START MATERIAL FOR THIS EXERCISE
use thiserror::Error;

/// Why a fetch cycle failed. Every variant leaves the current event set untouched.
#[derive(Debug, Error)]
pub enum FetchError {
    #[error("request to {url} failed: {source}")]
    Transport {
        url: String,
        #[source]
        source: reqwest::Error,
    },

    #[error("feed at {url} returned HTTP {status}")]
    Status { url: String, status: u16 },

    #[error("malformed feed payload: {reason}")]
    MalformedPayload { reason: String },
}

#[derive(Debug, Clone, Copy, PartialEq, Eq)]
pub enum FetchErrorKind {
    Transport,
    MalformedPayload,
}

impl FetchError {
    pub fn transport(url: impl Into<String>, source: reqwest::Error) -> Self {
        Self::Transport {
            url: url.into(),
            source,
        }
    }

    pub fn malformed(reason: impl Into<String>) -> Self {
        Self::MalformedPayload {
            reason: reason.into(),
        }
    }

    pub fn kind(&self) -> FetchErrorKind {
        match self {
            FetchError::Transport { .. } | FetchError::Status { .. } => FetchErrorKind::Transport,
            FetchError::MalformedPayload { .. } => FetchErrorKind::MalformedPayload,
        }
    }
}

/// Per-record validation failure. The record is dropped, the fetch still succeeds.
#[derive(Debug, Clone, PartialEq, Eq, Error)]
pub enum RejectReason {
    #[error("record is not a JSON object")]
    NotAnObject,

    #[error("missing or empty id")]
    MissingId,

    #[error("duplicate id within feed")]
    DuplicateId,

    #[error("missing properties object")]
    MissingProperties,

    #[error("magnitude must be a number or null")]
    InvalidMagnitude,

    #[error("place must be a string or null")]
    InvalidPlace,

    #[error("time must be an integer epoch-millisecond value")]
    InvalidTime,

    #[error("geometry.coordinates must hold [longitude, latitude, depth]")]
    InvalidGeometry,
}

#[derive(Debug, Clone, PartialEq, Eq, Error)]
#[error("feature #{index} rejected: {reason}")]
pub struct RecordRejection {
    pub index: usize,
    pub id: Option<String>,
    #[source]
    pub reason: RejectReason,
}
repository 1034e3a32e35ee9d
mod fetch_tests;
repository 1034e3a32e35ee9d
use crate::controller::FetchController;
use std::sync::Arc;
use std::time::Duration;
use thiserror::Error;
use tokio::task::JoinHandle;
use tokio::time::{Instant, MissedTickBehavior, interval_at};

#[derive(Debug, Error, PartialEq, Eq)]
pub enum PollError {
    #[error("polling interval must be greater than zero")]
    ZeroInterval,

    #[error("polling interval of {0:?} is too large")]
    IntervalTooLarge(Duration),
}

struct PollTask {
    interval: Duration,
    handle: JoinHandle<()>,
}

/// Repeating timer that triggers `FetchController::fetch_now`.
///
/// Only the ticker is cancelled on stop; fetches it already started run to
/// completion. Dropping the poller stops it.
pub struct Poller {
    controller: Arc<FetchController>,
    task: Option<PollTask>,
}

impl Poller {
    pub fn new(controller: Arc<FetchController>) -> Self {
        Self {
            controller,
            task: None,
        }
    }

    /// Start ticking every `interval`, replacing any running timer.
    /// The first tick fires one full interval from now. A rejected interval
    /// leaves the running timer alone.
    ///
    /// Must be called from within a tokio runtime.
    pub fn start(&mut self, interval: Duration) -> Result<(), PollError> {
        if interval.is_zero() {
            return Err(PollError::ZeroInterval);
        }
        let first_tick = Instant::now()
            .checked_add(interval)
            .ok_or(PollError::IntervalTooLarge(interval))?;

        self.stop_task();

        let controller = Arc::clone(&self.controller);
        let handle = tokio::spawn(async move {
            let mut ticker = interval_at(first_tick, interval);
            ticker.set_missed_tick_behavior(MissedTickBehavior::Delay);

            loop {
                ticker.tick().await;
                tracing::debug!("poll tick");
                // Detached; a stop must not cancel a fetch in flight.
                drop(controller.fetch_now());
            }
        });

        self.task = Some(PollTask { interval, handle });
        tracing::info!(interval_ms = interval.as_millis() as u64, "polling started");

        Ok(())
    }

    /// Returns whether a timer was running.
    pub fn stop(&mut self) -> bool {
        let stopped = self.stop_task();
        if stopped {
            tracing::info!("polling stopped");
        }
        stopped
    }

    pub fn is_running(&self) -> bool {
        self.task.is_some()
    }

    pub fn interval(&self) -> Option<Duration> {
        self.task.as_ref().map(|t| t.interval)
    }

    fn stop_task(&mut self) -> bool {
        match self.task.take() {
            Some(task) => {
                task.handle.abort();
                true
            }
            None => false,
        }
    }
}

impl Drop for Poller {
    fn drop(&mut self) {
        self.stop_task();
    }
}
use crate::model::{Event, EventId};
use serde::Serialize;

/// Zoom level a map consumer should fly to when focusing a selected event.
pub const FOCUS_ZOOM: u8 = 6;

/// Where the map should center for the current selection.
#[derive(Debug, Clone, PartialEq, Serialize)]
pub struct FocusTarget {
    pub id: EventId,
    pub latitude: f64,
    pub longitude: f64,
    pub zoom: u8,
}

/// At most one selected event id.
///
/// An id that is not in the filtered set is kept as-is and simply resolves to
/// no focus target.
#[derive(Debug, Clone, Default, PartialEq)]
pub struct Selection {
    id: Option<EventId>,
}

impl Selection {
    pub fn select(&mut self, id: EventId) {
        self.id = Some(id);
    }

    pub fn clear(&mut self) {
        self.id = None;
    }

    pub fn id(&self) -> Option<&EventId> {
        self.id.as_ref()
    }

    pub fn focus(&self, events: &[Event]) -> Option<FocusTarget> {
        let id = self.id.as_ref()?;
        let event = events.iter().find(|e| &e.id == id)?;

        Some(FocusTarget {
            id: event.id.clone(),
            latitude: event.latitude,
            longitude: event.longitude,
            zoom: FOCUS_ZOOM,
        })
    }
}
END MATERIAL FOR THIS EXERCISE
### WORK TASK
Please copy every line of the records above in which "within" appears.

### REPLY
    #[error("duplicate id within feed")]
    /// Must be called from within a tokio runtime.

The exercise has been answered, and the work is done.